VALUES — Compute a set of rows

Synopsis

VALUES ( expression [, ...] ) [, ...]

[ ORDER BY sort_expression [ ASC | DESC | USING operator ] [, ...] ]

[ LIMIT { count | ALL } ]

[ OFFSET start [ ROW | ROWS ] ]

[ FETCH { FIRST | NEXT } [ count ] { ROW | ROWS } ONLY ]

Description

VALUES computes a row value or set of row values specified by value expressions. It is more commonly used to generate a "constant table" within a larger command, but it can also be used on its own.

When more than one row is specified, all rows must have the same number of elements. The column data types of the result table are determined by combining the explicit or inferred types of the expressions appearing in each column, using the same rules as for UNION.

In larger commands, VALUES is syntactically allowed wherever SELECT is allowed. Because the syntax treats it as a SELECT, an ORDER BY, LIMIT (or equivalent FETCH FIRST), and OFFSET clause can be used with a VALUES command.

Parameters

expression

A constant or expression to be computed and inserted at the corresponding position in the result table (row set). In a VALUES list appearing at the top level of an INSERT, expression can be replaced by DEFAULT to indicate that the default value of the target column should be inserted.

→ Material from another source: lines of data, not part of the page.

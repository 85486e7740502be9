//! Banking Sector
//!
//! Lending-rate rule, the loan-approval desk, and the monthly balance-sheet
//! update. The approval desk draws its own random number per candidate
//! loan; that draw is a separate stochastic call from the firm's own
//! sequence, which matters for per-seed reproducibility.

use rand::rngs::SmallRng;
use rand::Rng;

use crate::world::BankingState;

/// Lending-rate and approval tuning.
pub mod params {
    /// Base lending spread over the reference rate
    pub const SPREAD_BASE: f64 = 0.025;
    /// Extra spread per unit of NPL ratio
    pub const NPL_SPREAD: f64 = 0.15;
    /// Lending rate ceiling
    pub const LENDING_RATE_CAP: f64 = 0.25;
    /// Approval probability at a clean book
    pub const APPROVAL_BASE: f64 = 0.92;
    /// Approval penalty per unit of NPL ratio
    pub const APPROVAL_NPL_PENALTY: f64 = 2.0;
    /// Approval probability floor
    pub const APPROVAL_FLOOR: f64 = 0.25;
    /// Monthly NPL runoff (write-offs and recoveries)
    pub const NPL_RUNOFF: f64 = 0.05;
    /// Monthly amortization of the performing book
    pub const LOAN_AMORTIZATION: f64 = 0.01;
    /// Loss given default on newly non-performing debt
    pub const LOSS_GIVEN_DEFAULT: f64 = 0.6;
    /// Share of interest income retained as capital
    pub const INTEREST_RETENTION: f64 = 0.3;
}

/// Annualized lending rate charged to firms this month.
pub fn lending_rate(reference_rate: f64, npl_ratio: f64) -> f64 {
    (reference_rate + params::SPREAD_BASE + params::NPL_SPREAD * npl_ratio)
        .min(params::LENDING_RATE_CAP)
}

/// The bank's credit desk for one month. Approval tightens as the NPL
/// ratio rises; larger tickets relative to bank capital are harder to place.
#[derive(Debug, Clone, Copy)]
pub struct LoanDesk {
    approval_prob: f64,
    capital: f64,
}

impl LoanDesk {
    pub fn new(banking: &BankingState) -> Self {
        let approval_prob = (params::APPROVAL_BASE
            - params::APPROVAL_NPL_PENALTY * banking.npl_ratio())
        .clamp(params::APPROVAL_FLOOR, params::APPROVAL_BASE);
        LoanDesk {
            approval_prob,
            capital: banking.capital.max(1.0),
        }
    }

    /// Decide one candidate loan. Consumes exactly one RNG draw.
    pub fn approves(&self, amount: f64, rng: &mut SmallRng) -> bool {
        let size_penalty = (amount / (self.capital * 0.02)).min(0.4) * 0.25;
        let p = (self.approval_prob - size_penalty).max(params::APPROVAL_FLOOR);
        rng.gen::<f64>() < p
    }
}

/// Flow variables the balance-sheet update consumes.
#[derive(Debug, Clone, Copy, Default)]
pub struct BankFlows {
    pub new_loans: f64,
    /// Debt of firms that went bankrupt this month
    pub new_npl: f64,
    /// Interest paid by firms this month
    pub interest_income: f64,
    /// Household income not consumed
    pub household_saving: f64,
}

/// Monthly balance-sheet update: loan stock, NPL stock with runoff,
/// capital net of default losses plus retained interest, deposits.
pub fn update_banking(prev: &BankingState, flows: &BankFlows) -> BankingState {
    let loans = (prev.loans * (1.0 - params::LOAN_AMORTIZATION) + flows.new_loans
        - flows.new_npl)
        .max(0.0);
    let npl = prev.npl * (1.0 - params::NPL_RUNOFF) + flows.new_npl;
    let capital = prev.capital + params::INTEREST_RETENTION * flows.interest_income
        - params::LOSS_GIVEN_DEFAULT * flows.new_npl;
    let deposits = (prev.deposits + flows.household_saving).max(0.0);
    BankingState {
        loans,
        npl,
        capital,
        deposits,
    }
}

#[cfg(test)]
mod tests {
    use super::*;
    use rand::SeedableRng;

    fn book() -> BankingState {
        BankingState {
            loans: 900_000_000.0,
            npl: 100_000_000.0,
            capital: 80_000_000.0,
            deposits: 500_000_000.0,
        }
    }

    #[test]
    fn test_lending_rate_rises_with_npl() {
        assert!(lending_rate(0.05, 0.2) > lending_rate(0.05, 0.0));
        assert!(lending_rate(0.30, 0.9) <= params::LENDING_RATE_CAP);
    }

    #[test]
    fn test_desk_tightens_with_bad_book() {
        let clean = LoanDesk::new(&BankingState {
            npl: 0.0,
            ..book()
        });
        let stressed = LoanDesk::new(&book());
        assert!(clean.approval_prob > stressed.approval_prob);
        assert!(stressed.approval_prob >= params::APPROVAL_FLOOR);
    }

    #[test]
    fn test_approval_consumes_one_draw() {
        let desk = LoanDesk::new(&book());
        let mut rng1 = SmallRng::seed_from_u64(5);
        let mut rng2 = SmallRng::seed_from_u64(5);
        let _ = desk.approves(400_000.0, &mut rng1);
        let _: f64 = rng2.gen();
        // Both streams advanced by exactly one draw
        assert_eq!(rng1.gen::<u64>(), rng2.gen::<u64>());
    }

    #[test]
    fn test_balance_sheet_update() {
        let prev = book();
        let flows = BankFlows {
            new_loans: 50_000_000.0,
            new_npl: 10_000_000.0,
            interest_income: 6_000_000.0,
            household_saving: 20_000_000.0,
        };
        let next = update_banking(&prev, &flows);
        assert!(next.loans < prev.loans + flows.new_loans);
        assert!((next.npl - (prev.npl * 0.95 + 10_000_000.0)).abs() < 1e-6);
        let expected_capital = prev.capital + 0.3 * 6_000_000.0 - 0.6 * 10_000_000.0;
        assert!((next.capital - expected_capital).abs() < 1e-6);
        assert!((next.deposits - prev.deposits - 20_000_000.0).abs() < 1e-6);
    }
}
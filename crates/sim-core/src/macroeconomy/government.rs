//! Government Accounts
//!
//! UBI spending (population times per-capita amount, when active) plus
//! price-indexed base spending, minus CIT and VAT revenue, accumulated
//! into cumulative debt. Deficits are permanently financed; there is no
//! solvency constraint.

use crate::world::GovernmentState;

/// This month's fiscal flows.
#[derive(Debug, Clone, Copy)]
pub struct GovernmentInputs {
    pub ubi_active: bool,
    /// Per-capita monthly UBI amount
    pub ubi_monthly: f64,
    /// UBI-eligible population
    pub population: f64,
    /// Base spending at price level 1.0
    pub base_spend: f64,
    pub price_level: f64,
    /// CIT collected from firms this month
    pub cit_revenue: f64,
    /// VAT collected on consumption this month
    pub vat_revenue: f64,
}

/// New government sub-state.
pub fn update_government(prev: &GovernmentState, inputs: &GovernmentInputs) -> GovernmentState {
    let ubi_spending = if inputs.ubi_active {
        inputs.population * inputs.ubi_monthly
    } else {
        0.0
    };
    let base_spending = inputs.base_spend * inputs.price_level;
    let tax_revenue = inputs.cit_revenue + inputs.vat_revenue;
    let deficit = ubi_spending + base_spending - tax_revenue;
    GovernmentState {
        ubi_active: inputs.ubi_active,
        tax_revenue,
        ubi_spending,
        deficit,
        debt: prev.debt + deficit,
    }
}
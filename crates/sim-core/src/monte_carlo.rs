//! Monte Carlo Orchestrator
//!
//! Runs N independent replications, each on its own deterministically
//! derived seed, and folds them into cross-replication statistics: per
//! month and per column, the mean, standard deviation, and 5th/95th
//! nearest-rank percentiles, plus a per-replication terminal table.
//!
//! Replications are embarrassingly parallel: each owns its RNG, so the
//! fan-out over a rayon pool is bit-identical to the sequential order.

use rayon::prelude::*;
use serde::Serialize;

use crate::config::RunConfig;
use crate::output::{MonthRow, COLUMNS, COLUMN_COUNT};
use crate::run::{run_single, RunResult};

/// Mean/std/percentile summary of one column at one month.
#[derive(Debug, Clone, Copy, Default, Serialize)]
pub struct ColumnStats {
    pub mean: f64,
    pub std: f64,
    pub p05: f64,
    pub p95: f64,
}

/// Cross-replication time series: `stats[month][column]` for every
/// non-Month column, in output column order.
#[derive(Debug, Clone, Serialize)]
pub struct AggregatedTimeseries {
    pub months: Vec<u32>,
    pub stats: Vec<Vec<ColumnStats>>,
}

/// Everything a Monte Carlo batch produces.
#[derive(Debug, Clone)]
pub struct MonteCarloResult {
    pub config: RunConfig,
    /// One result per replication, in replication order
    pub runs: Vec<RunResult>,
    pub timeseries: AggregatedTimeseries,
    /// Cross-replication stats of the terminal month, per non-Month column
    pub terminal_stats: Vec<ColumnStats>,
}

/// Nearest-rank percentile of a sorted slice (q in [0, 1]).
pub fn percentile_nearest_rank(sorted: &[f64], q: f64) -> f64 {
    debug_assert!(!sorted.is_empty());
    let rank = ((q * sorted.len() as f64).ceil() as usize).max(1);
    sorted[rank.min(sorted.len()) - 1]
}

/// Summarize one sample of column values across replications.
pub fn column_stats(values: &[f64]) -> ColumnStats {
    let n = values.len() as f64;
    let mean = values.iter().sum::<f64>() / n;
    let variance = values.iter().map(|v| (v - mean).powi(2)).sum::<f64>() / n;
    let mut sorted = values.to_vec();
    sorted.sort_by(|a, b| a.partial_cmp(b).expect("finite column values"));
    ColumnStats {
        mean,
        std: variance.sqrt(),
        p05: percentile_nearest_rank(&sorted, 0.05),
        p95: percentile_nearest_rank(&sorted, 0.95),
    }
}

fn aggregate_timeseries(runs: &[RunResult], horizon: usize) -> AggregatedTimeseries {
    let mut months = Vec::with_capacity(horizon);
    let mut stats = Vec::with_capacity(horizon);
    for m in 0..horizon {
        months.push(runs[0].rows[m].month);
        let per_month: Vec<[f64; COLUMN_COUNT]> =
            runs.iter().map(|r| r.rows[m].values()).collect();
        let mut month_stats = Vec::with_capacity(COLUMN_COUNT - 1);
        for col in 1..COLUMN_COUNT {
            let values: Vec<f64> = per_month.iter().map(|v| v[col]).collect();
            month_stats.push(column_stats(&values));
        }
        stats.push(month_stats);
    }
    AggregatedTimeseries { months, stats }
}

fn aggregate_terminal(runs: &[RunResult]) -> Vec<ColumnStats> {
    let terminal: Vec<[f64; COLUMN_COUNT]> =
        runs.iter().map(|r| r.terminal().values()).collect();
    (1..COLUMN_COUNT)
        .map(|col| {
            let values: Vec<f64> = terminal.iter().map(|v| v[col]).collect();
            column_stats(&values)
        })
        .collect()
}

/// Run the full batch. `parallel = false` forces sequential execution;
/// results are identical either way because replication `i` always runs
/// on seed `seed_base + i`.
pub fn run_monte_carlo(cfg: &RunConfig, parallel: bool) -> MonteCarloResult {
    tracing::info!(
        label = %cfg.label,
        ubi = cfg.ubi_monthly,
        replications = cfg.replications,
        parallel,
        "starting Monte Carlo batch"
    );
    let seeds: Vec<u64> = (0..cfg.replications)
        .map(|i| cfg.seed_base + i as u64)
        .collect();
    let runs: Vec<RunResult> = if parallel {
        seeds.par_iter().map(|&s| run_single(cfg, s)).collect()
    } else {
        seeds.iter().map(|&s| run_single(cfg, s)).collect()
    };

    let horizon = cfg.horizon_months as usize;
    let timeseries = aggregate_timeseries(&runs, horizon);
    let terminal_stats = aggregate_terminal(&runs);
    tracing::info!(label = %cfg.label, "batch finished");
    MonteCarloResult {
        config: cfg.clone(),
        runs,
        timeseries,
        terminal_stats,
    }
}

/// JSON-friendly batch summary (configuration + terminal stats by column).
#[derive(Debug, Clone, Serialize)]
pub struct BatchSummary {
    pub config: RunConfig,
    pub terminal: Vec<NamedStats>,
}

#[derive(Debug, Clone, Serialize)]
pub struct NamedStats {
    pub column: &'static str,
    #[serde(flatten)]
    pub stats: ColumnStats,
}

impl MonteCarloResult {
    pub fn summary(&self) -> BatchSummary {
        BatchSummary {
            config: self.config.clone(),
            terminal: self
                .terminal_stats
                .iter()
                .enumerate()
                .map(|(i, &stats)| NamedStats {
                    column: COLUMNS[i + 1],
                    stats,
                })
                .collect(),
        }
    }
}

DEFAULT cannot be used when VALUES appears in other contexts.

sort_expression

An expression or integer constant indicating how to sort the result rows. This expression can refer to the columns of the VALUES result using column1, column2, etc. See ORDER BY Clause in the SELECT documentation for details.

operator

A sort operator. See ORDER BY Clause in the SELECT documentation for details.

count

The maximum number of rows to return. See LIMIT Clause in the SELECT documentation for details.

start

The number of rows to skip before starting to return rows. See LIMIT Clause in the SELECT documentation for details.

Notes

VALUES lists with large numbers of rows should be avoided, as you may encounter out-of-memory failures or poor performance. VALUES appearing in INSERT is a special case (because the desired column types can be determined from the INSERT target table, and the VALUES list does not need to be scanned to infer types), so it can handle larger lists than in other contexts.

Examples

# A bare VALUES command:

VALUES (1, 'one'), (2, 'two'), (3, 'three');

# This returns a table with two columns and three rows. It is actually equivalent to:

SELECT 1 AS column1, 'one' AS column2

UNION ALL

SELECT 2, 'two'

UNION ALL

SELECT 3, 'three';

# More commonly, VALUES is used within a larger SQL command. It is most frequently used in INSERT:

INSERT INTO films (code, title, did, date_prod, kind)

VALUES ('T_601', 'Yojimbo', 106, '1961-06-16', 'Drama');

# In the context of INSERT, items in a VALUES list can be DEFAULT to indicate that the default value for the column should be used instead of specifying a value:

INSERT INTO films VALUES

('UA502', 'Bananas', 105, DEFAULT, 'Comedy', '82 minutes'),

('T_601', 'Yojimbo', 106, DEFAULT, 'Drama', DEFAULT);

# VALUES can also be used where a sub-SELECT can be written, for example in a FROM clause:

SELECT f.* FROM films f, (VALUES('MGM', 'Horror'), ('UA', 'Sci-Fi')) AS t (studio, kind)

WHERE f.studio = t.studio AND f.kind = t.kind;

UPDATE employees SET salary = salary * v.increase

FROM (VALUES(1, 200000, 1.2), (2, 400000, 1.4)) AS v (depno, target, increase)

WHERE employees.depno = v.depno AND employees.sales >= v.target;

# Note that when VALUES is used in a FROM clause, an AS clause is required, just as with SELECT. It is not necessary to specify names for all columns with the AS clause, but doing so is good practice (in Halo, the default column names for VALUES are column1, column2, etc., but this may differ in other database systems).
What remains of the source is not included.